The records below are to be transcribed in full, exactly as given.

- _Material for the task_
───

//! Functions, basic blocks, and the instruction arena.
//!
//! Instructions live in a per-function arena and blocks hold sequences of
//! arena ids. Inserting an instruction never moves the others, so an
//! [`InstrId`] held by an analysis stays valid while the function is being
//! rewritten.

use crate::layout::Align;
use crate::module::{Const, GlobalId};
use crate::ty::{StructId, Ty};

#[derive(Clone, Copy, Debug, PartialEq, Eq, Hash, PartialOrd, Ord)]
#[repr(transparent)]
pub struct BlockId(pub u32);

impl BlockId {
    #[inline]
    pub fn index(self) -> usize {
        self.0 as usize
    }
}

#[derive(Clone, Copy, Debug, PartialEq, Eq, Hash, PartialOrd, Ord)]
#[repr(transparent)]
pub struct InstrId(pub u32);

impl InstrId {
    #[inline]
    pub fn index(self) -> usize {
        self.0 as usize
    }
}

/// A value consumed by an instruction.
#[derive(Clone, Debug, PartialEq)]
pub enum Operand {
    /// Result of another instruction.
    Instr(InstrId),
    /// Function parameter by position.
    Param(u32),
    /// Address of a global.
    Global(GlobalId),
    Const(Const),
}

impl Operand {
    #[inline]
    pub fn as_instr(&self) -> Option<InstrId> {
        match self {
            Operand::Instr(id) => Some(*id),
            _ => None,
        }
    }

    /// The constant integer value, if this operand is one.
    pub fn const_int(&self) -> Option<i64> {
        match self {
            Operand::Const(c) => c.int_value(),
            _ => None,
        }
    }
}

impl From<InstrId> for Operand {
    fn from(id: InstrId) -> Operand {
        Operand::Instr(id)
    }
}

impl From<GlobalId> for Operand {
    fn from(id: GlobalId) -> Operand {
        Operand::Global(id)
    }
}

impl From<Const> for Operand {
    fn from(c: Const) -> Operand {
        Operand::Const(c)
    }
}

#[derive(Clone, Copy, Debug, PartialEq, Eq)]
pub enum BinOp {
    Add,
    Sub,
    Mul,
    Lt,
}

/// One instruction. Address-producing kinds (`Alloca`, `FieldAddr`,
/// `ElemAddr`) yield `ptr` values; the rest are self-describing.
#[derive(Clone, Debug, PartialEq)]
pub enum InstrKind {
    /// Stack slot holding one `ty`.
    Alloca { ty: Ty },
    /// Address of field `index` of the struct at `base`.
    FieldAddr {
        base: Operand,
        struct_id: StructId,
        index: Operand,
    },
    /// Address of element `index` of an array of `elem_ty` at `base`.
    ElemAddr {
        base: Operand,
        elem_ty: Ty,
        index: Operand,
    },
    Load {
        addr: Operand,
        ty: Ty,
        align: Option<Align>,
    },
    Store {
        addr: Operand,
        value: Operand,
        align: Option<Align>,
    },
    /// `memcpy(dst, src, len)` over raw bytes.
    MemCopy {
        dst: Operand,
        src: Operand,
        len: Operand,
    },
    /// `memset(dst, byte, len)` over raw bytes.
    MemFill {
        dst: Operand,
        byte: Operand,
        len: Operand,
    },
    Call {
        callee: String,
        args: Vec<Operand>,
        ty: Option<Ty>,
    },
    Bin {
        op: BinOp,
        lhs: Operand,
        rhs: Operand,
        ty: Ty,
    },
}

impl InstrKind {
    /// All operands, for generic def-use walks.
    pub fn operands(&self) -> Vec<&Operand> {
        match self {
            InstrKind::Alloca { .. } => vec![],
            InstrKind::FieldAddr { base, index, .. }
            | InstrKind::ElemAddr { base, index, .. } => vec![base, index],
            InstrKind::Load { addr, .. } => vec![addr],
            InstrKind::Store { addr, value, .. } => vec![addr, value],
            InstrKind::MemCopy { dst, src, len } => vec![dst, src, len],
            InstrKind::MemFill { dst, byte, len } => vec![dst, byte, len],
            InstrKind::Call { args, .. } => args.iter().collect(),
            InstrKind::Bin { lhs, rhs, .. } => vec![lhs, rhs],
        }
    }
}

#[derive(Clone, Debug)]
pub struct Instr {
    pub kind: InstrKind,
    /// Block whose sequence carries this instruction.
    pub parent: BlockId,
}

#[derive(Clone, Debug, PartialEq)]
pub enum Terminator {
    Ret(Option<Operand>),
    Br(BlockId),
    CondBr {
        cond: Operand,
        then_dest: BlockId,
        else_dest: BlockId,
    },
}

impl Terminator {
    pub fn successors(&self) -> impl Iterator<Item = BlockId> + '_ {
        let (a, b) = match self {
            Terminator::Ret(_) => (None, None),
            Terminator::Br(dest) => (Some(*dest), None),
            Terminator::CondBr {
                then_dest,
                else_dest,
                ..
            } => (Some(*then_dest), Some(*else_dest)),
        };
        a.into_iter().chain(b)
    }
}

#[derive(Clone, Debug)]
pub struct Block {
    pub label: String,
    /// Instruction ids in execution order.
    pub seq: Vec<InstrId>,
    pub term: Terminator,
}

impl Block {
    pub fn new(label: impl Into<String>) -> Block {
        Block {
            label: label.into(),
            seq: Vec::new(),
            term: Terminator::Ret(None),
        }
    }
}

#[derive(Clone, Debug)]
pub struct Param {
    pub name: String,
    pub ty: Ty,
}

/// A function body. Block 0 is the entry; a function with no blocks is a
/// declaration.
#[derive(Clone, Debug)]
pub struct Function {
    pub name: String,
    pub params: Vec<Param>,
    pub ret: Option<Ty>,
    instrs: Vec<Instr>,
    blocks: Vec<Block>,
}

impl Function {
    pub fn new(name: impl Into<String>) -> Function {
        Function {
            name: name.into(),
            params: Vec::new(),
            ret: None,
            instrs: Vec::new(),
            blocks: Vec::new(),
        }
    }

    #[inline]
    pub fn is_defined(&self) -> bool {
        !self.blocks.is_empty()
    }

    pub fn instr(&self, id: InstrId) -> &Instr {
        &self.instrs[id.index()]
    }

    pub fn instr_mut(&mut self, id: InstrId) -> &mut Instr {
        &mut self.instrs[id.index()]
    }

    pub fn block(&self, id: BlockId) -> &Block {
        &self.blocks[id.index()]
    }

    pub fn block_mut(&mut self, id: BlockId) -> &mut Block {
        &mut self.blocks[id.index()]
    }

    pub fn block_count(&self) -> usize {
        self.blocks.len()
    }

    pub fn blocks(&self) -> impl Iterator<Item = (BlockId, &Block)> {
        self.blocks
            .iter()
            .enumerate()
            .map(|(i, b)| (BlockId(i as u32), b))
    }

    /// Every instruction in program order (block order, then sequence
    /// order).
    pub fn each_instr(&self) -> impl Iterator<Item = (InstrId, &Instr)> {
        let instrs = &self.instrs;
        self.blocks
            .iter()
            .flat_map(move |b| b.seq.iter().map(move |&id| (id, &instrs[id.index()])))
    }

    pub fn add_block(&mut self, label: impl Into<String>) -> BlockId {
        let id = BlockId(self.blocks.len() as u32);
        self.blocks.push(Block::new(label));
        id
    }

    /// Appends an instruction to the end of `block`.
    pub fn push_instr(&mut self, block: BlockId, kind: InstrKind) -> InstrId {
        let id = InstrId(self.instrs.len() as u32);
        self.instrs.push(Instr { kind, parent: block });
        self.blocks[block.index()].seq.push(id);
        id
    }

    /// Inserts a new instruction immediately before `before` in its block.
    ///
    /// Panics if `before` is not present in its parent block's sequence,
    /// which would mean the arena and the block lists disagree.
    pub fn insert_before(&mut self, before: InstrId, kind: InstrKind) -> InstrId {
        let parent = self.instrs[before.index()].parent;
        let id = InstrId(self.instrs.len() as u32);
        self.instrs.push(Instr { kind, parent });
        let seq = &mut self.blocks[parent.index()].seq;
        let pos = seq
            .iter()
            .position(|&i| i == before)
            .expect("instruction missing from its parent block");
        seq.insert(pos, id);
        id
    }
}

───

- _Final answer_
//! Functions, basic blocks, and the instruction arena.
//!
//! Instructions live in a per-function arena and blocks hold sequences of
//! arena ids. Inserting an instruction never moves the others, so an
//! [`InstrId`] held by an analysis stays valid while the function is being
//! rewritten.

use crate::layout::Align;
use crate::module::{Const, GlobalId};
use crate::ty::{StructId, Ty};

#[derive(Clone, Copy, Debug, PartialEq, Eq, Hash, PartialOrd, Ord)]
#[repr(transparent)]
pub struct BlockId(pub u32);

impl BlockId {
    #[inline]
    pub fn index(self) -> usize {
        self.0 as usize
    }
}

#[derive(Clone, Copy, Debug, PartialEq, Eq, Hash, PartialOrd, Ord)]
#[repr(transparent)]
pub struct InstrId(pub u32);

impl InstrId {
    #[inline]
    pub fn index(self) -> usize {
        self.0 as usize
    }
}

/// A value consumed by an instruction.
#[derive(Clone, Debug, PartialEq)]
pub enum Operand {
    /// Result of another instruction.
    Instr(InstrId),
    /// Function parameter by position.
    Param(u32),
    /// Address of a global.
    Global(GlobalId),
    Const(Const),
}

impl Operand {
    #[inline]
    pub fn as_instr(&self) -> Option<InstrId> {
        match self {
            Operand::Instr(id) => Some(*id),
            _ => None,
        }
    }

    /// The constant integer value, if this operand is one.
    pub fn const_int(&self) -> Option<i64> {
        match self {
            Operand::Const(c) => c.int_value(),
            _ => None,
        }
    }
}

impl From<InstrId> for Operand {
    fn from(id: InstrId) -> Operand {
        Operand::Instr(id)
    }
}

impl From<GlobalId> for Operand {
    fn from(id: GlobalId) -> Operand {
        Operand::Global(id)
    }
}

impl From<Const> for Operand {
    fn from(c: Const) -> Operand {
        Operand::Const(c)
    }
}

#[derive(Clone, Copy, Debug, PartialEq, Eq)]
pub enum BinOp {
    Add,
    Sub,
    Mul,
    Lt,
}

/// One instruction. Address-producing kinds (`Alloca`, `FieldAddr`,
/// `ElemAddr`) yield `ptr` values; the rest are self-describing.
#[derive(Clone, Debug, PartialEq)]
pub enum InstrKind {
    /// Stack slot holding one `ty`.
    Alloca { ty: Ty },
    /// Address of field `index` of the struct at `base`.
    FieldAddr {
        base: Operand,
        struct_id: StructId,
        index: Operand,
    },
    /// Address of element `index` of an array of `elem_ty` at `base`.
    ElemAddr {
        base: Operand,
        elem_ty: Ty,
        index: Operand,
    },
    Load {
        addr: Operand,
        ty: Ty,
        align: Option<Align>,
    },
    Store {
        addr: Operand,
        value: Operand,
        align: Option<Align>,
    },
    /// `memcpy(dst, src, len)` over raw bytes.
    MemCopy {
        dst: Operand,
        src: Operand,
        len: Operand,
    },
    /// `memset(dst, byte, len)` over raw bytes.
    MemFill {
        dst: Operand,
        byte: Operand,
        len: Operand,
    },
    Call {
        callee: String,
        args: Vec<Operand>,
        ty: Option<Ty>,
    },
    Bin {
        op: BinOp,
        lhs: Operand,
        rhs: Operand,
        ty: Ty,
    },
}

impl InstrKind {
    /// All operands, for generic def-use walks.
    pub fn operands(&self) -> Vec<&Operand> {
        match self {
            InstrKind::Alloca { .. } => vec![],
            InstrKind::FieldAddr { base, index, .. }
            | InstrKind::ElemAddr { base, index, .. } => vec![base, index],
            InstrKind::Load { addr, .. } => vec![addr],
            InstrKind::Store { addr, value, .. } => vec![addr, value],
            InstrKind::MemCopy { dst, src, len } => vec![dst, src, len],
            InstrKind::MemFill { dst, byte, len } => vec![dst, byte, len],
            InstrKind::Call { args, .. } => args.iter().collect(),
            InstrKind::Bin { lhs, rhs, .. } => vec![lhs, rhs],
        }
    }
}

#[derive(Clone, Debug)]
pub struct Instr {
    pub kind: InstrKind,
    /// Block whose sequence carries this instruction.
    pub parent: BlockId,
}

#[derive(Clone, Debug, PartialEq)]
pub enum Terminator {
    Ret(Option<Operand>),
    Br(BlockId),
    CondBr {
        cond: Operand,
        then_dest: BlockId,
        else_dest: BlockId,
    },
}

impl Terminator {
    pub fn successors(&self) -> impl Iterator<Item = BlockId> + '_ {
        let (a, b) = match self {
            Terminator::Ret(_) => (None, None),
            Terminator::Br(dest) => (Some(*dest), None),
            Terminator::CondBr {
                then_dest,
                else_dest,
                ..
            } => (Some(*then_dest), Some(*else_dest)),
        };
        a.into_iter().chain(b)
    }
}

#[derive(Clone, Debug)]
pub struct Block {
    pub label: String,
    /// Instruction ids in execution order.
    pub seq: Vec<InstrId>,
    pub term: Terminator,
}

impl Block {
    pub fn new(label: impl Into<String>) -> Block {
        Block {
            label: label.into(),
            seq: Vec::new(),
            term: Terminator::Ret(None),
        }
    }
}

#[derive(Clone, Debug)]
pub struct Param {
    pub name: String,
    pub ty: Ty,
}

/// A function body. Block 0 is the entry; a function with no blocks is a
/// declaration.
#[derive(Clone, Debug)]
pub struct Function {
    pub name: String,
    pub params: Vec<Param>,
    pub ret: Option<Ty>,
    instrs: Vec<Instr>,
    blocks: Vec<Block>,
}

impl Function {
    pub fn new(name: impl Into<String>) -> Function {
        Function {
            name: name.into(),
            params: Vec::new(),
            ret: None,
            instrs: Vec::new(),
            blocks: Vec::new(),
        }
    }

    #[inline]
    pub fn is_defined(&self) -> bool {
        !self.blocks.is_empty()
    }

    pub fn instr(&self, id: InstrId) -> &Instr {
        &self.instrs[id.index()]
    }

    pub fn instr_mut(&mut self, id: InstrId) -> &mut Instr {
        &mut self.instrs[id.index()]
    }

    pub fn block(&self, id: BlockId) -> &Block {
        &self.blocks[id.index()]
    }

    pub fn block_mut(&mut self, id: BlockId) -> &mut Block {
        &mut self.blocks[id.index()]
    }

    pub fn block_count(&self) -> usize {
        self.blocks.len()
    }

    pub fn blocks(&self) -> impl Iterator<Item = (BlockId, &Block)> {
        self.blocks
            .iter()
            .enumerate()
            .map(|(i, b)| (BlockId(i as u32), b))
    }

    /// Every instruction in program order (block order, then sequence
    /// order).
    pub fn each_instr(&self) -> impl Iterator<Item = (InstrId, &Instr)> {
        let instrs = &self.instrs;
        self.blocks
            .iter()
            .flat_map(move |b| b.seq.iter().map(move |&id| (id, &instrs[id.index()])))
    }

    pub fn add_block(&mut self, label: impl Into<String>) -> BlockId {
        let id = BlockId(self.blocks.len() as u32);
        self.blocks.push(Block::new(label));
        id
    }

    /// Appends an instruction to the end of `block`.
    pub fn push_instr(&mut self, block: BlockId, kind: InstrKind) -> InstrId {
        let id = InstrId(self.instrs.len() as u32);
        self.instrs.push(Instr { kind, parent: block });
        self.blocks[block.index()].seq.push(id);
        id
    }

    /// Inserts a new instruction immediately before `before` in its block.
    ///
    /// Panics if `before` is not present in its parent block's sequence,
    /// which would mean the arena and the block lists disagree.
    pub fn insert_before(&mut self, before: InstrId, kind: InstrKind) -> InstrId {
        let parent = self.instrs[before.index()].parent;
        let id = InstrId(self.instrs.len() as u32);
        self.instrs.push(Instr { kind, parent });
        let seq = &mut self.blocks[parent.index()].seq;
        let pos = seq
            .iter()
            .position(|&i| i == before)
            .expect("instruction missing from its parent block");
        seq.insert(pos, id);
        id
    }
}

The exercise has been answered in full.